● **Task requirements**
Of all the entries below, retype only the lines from the one with "repository 51a55a7194b94582" through the one with "pub async fn", exactly as they appear.

========================================

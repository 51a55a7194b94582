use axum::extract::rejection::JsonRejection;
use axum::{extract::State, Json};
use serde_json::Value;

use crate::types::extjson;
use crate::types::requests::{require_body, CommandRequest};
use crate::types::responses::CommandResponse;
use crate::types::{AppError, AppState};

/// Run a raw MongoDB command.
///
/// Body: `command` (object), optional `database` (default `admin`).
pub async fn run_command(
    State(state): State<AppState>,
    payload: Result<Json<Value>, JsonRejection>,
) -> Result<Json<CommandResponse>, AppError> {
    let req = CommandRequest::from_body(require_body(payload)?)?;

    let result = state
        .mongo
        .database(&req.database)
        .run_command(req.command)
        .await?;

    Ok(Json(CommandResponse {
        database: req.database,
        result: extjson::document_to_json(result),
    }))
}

========================================

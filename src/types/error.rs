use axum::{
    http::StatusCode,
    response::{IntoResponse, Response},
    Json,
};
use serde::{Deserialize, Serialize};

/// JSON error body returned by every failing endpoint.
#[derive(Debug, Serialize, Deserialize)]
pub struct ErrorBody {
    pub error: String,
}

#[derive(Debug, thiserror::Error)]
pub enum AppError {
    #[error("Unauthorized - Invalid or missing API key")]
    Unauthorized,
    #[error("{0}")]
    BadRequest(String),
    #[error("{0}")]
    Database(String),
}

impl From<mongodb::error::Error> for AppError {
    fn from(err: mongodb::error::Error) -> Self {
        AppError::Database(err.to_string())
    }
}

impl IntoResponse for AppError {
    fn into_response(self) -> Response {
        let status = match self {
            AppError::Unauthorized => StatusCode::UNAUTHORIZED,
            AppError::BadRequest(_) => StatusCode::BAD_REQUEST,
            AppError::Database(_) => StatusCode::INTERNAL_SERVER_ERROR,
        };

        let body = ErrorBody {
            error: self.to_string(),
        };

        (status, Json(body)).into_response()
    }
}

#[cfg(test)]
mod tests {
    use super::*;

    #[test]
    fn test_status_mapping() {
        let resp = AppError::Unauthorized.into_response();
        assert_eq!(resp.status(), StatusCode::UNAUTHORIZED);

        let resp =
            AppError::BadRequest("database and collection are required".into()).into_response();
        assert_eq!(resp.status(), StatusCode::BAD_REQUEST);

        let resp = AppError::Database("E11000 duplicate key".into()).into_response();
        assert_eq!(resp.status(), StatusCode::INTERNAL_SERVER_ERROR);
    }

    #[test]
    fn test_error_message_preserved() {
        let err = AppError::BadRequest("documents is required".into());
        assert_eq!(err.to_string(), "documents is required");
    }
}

========================================

● **Written solution**
repository 51a55a7194b94582
use axum::extract::rejection::JsonRejection;
use axum::{extract::State, Json};
use serde_json::Value;

use crate::types::extjson;
use crate::types::requests::{require_body, CommandRequest};
use crate::types::responses::CommandResponse;
use crate::types::{AppError, AppState};

/// Run a raw MongoDB command.
///
/// Body: `command` (object), optional `database` (default `admin`).
pub async fn run_command(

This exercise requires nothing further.